Collected data entries:
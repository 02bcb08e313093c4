// File: crates/tabchart-core/src/types.rs
// Summary: Shared types and constants (chart modes, year range, bounds padding, options).

use std::fmt;
use std::ops::RangeInclusive;
use std::str::FromStr;

use serde::{Deserialize, Serialize};

use crate::error::ParseChartModeError;

/// Earliest value accepted as a calendar year in header cells.
pub const YEAR_MIN: i32 = 1900;
/// Latest value accepted as a calendar year in header cells.
pub const YEAR_MAX: i32 = 2100;
/// Fraction of the value range added above/below the data on the value axis.
pub const DEFAULT_PADDING_RATIO: f64 = 0.15;
/// Padding used when every value is identical (zero range).
pub const DEFAULT_FLAT_PADDING: f64 = 1.0;

/// Presentation mode requested by the caller.
#[derive(Clone, Copy, Debug, PartialEq, Eq, Hash, Serialize, Deserialize)]
#[serde(rename_all = "lowercase")]
pub enum ChartMode {
    /// Categorical comparison: one bar group per category, one bar per year.
    Bar,
    /// Trend over time: one line per year column.
    Line,
    /// Single-period proportion drawn as a pie.
    Pie,
    /// Single-period proportion drawn as a doughnut.
    Doughnut,
}

impl ChartMode {
    pub const ALL: [ChartMode; 4] = [ChartMode::Bar, ChartMode::Line, ChartMode::Pie, ChartMode::Doughnut];

    /// Pie and doughnut show one period as parts of a whole.
    pub const fn is_proportion(self) -> bool {
        matches!(self, ChartMode::Pie | ChartMode::Doughnut)
    }

    pub const fn as_str(self) -> &'static str {
        match self {
            ChartMode::Bar => "bar",
            ChartMode::Line => "line",
            ChartMode::Pie => "pie",
            ChartMode::Doughnut => "doughnut",
        }
    }
}

impl Default for ChartMode {
    fn default() -> Self { ChartMode::Bar }
}

impl fmt::Display for ChartMode {
    fn fmt(&self, f: &mut fmt::Formatter<'_>) -> fmt::Result {
        f.write_str(self.as_str())
    }
}

impl FromStr for ChartMode {
    type Err = ParseChartModeError;

    fn from_str(s: &str) -> Result<Self, Self::Err> {
        match s.trim().to_ascii_lowercase().as_str() {
            "bar" | "comparison" => Ok(ChartMode::Bar),
            "line" | "trend" => Ok(ChartMode::Line),
            "pie" => Ok(ChartMode::Pie),
            "doughnut" | "donut" => Ok(ChartMode::Doughnut),
            _ => Err(ParseChartModeError(s.to_string())),
        }
    }
}

/// Tunables for the transformation heuristics.
/// Contract: `padding_ratio` and `flat_padding` are non-negative.
#[derive(Clone, Debug, PartialEq)]
pub struct TransformOptions {
    /// Values accepted as calendar years when reading header text.
    pub year_range: RangeInclusive<i32>,
    /// Multiplier on the value range used as axis padding.
    pub padding_ratio: f64,
    /// Axis padding when the value range is zero.
    pub flat_padding: f64,
}

impl TransformOptions {
    pub fn is_year(&self, n: i64) -> bool {
        n >= i64::from(*self.year_range.start()) && n <= i64::from(*self.year_range.end())
    }
}

impl Default for TransformOptions {
    fn default() -> Self {
        Self {
            year_range: YEAR_MIN..=YEAR_MAX,
            padding_ratio: DEFAULT_PADDING_RATIO,
            flat_padding: DEFAULT_FLAT_PADDING,
        }
    }
}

▸ **Exercise objective**
Only lines with the word "header" are wanted; pull each of them from the records.

▸ **Result**
/// Earliest value accepted as a calendar year in header cells.
/// Latest value accepted as a calendar year in header cells.
    /// Values accepted as calendar years when reading header text.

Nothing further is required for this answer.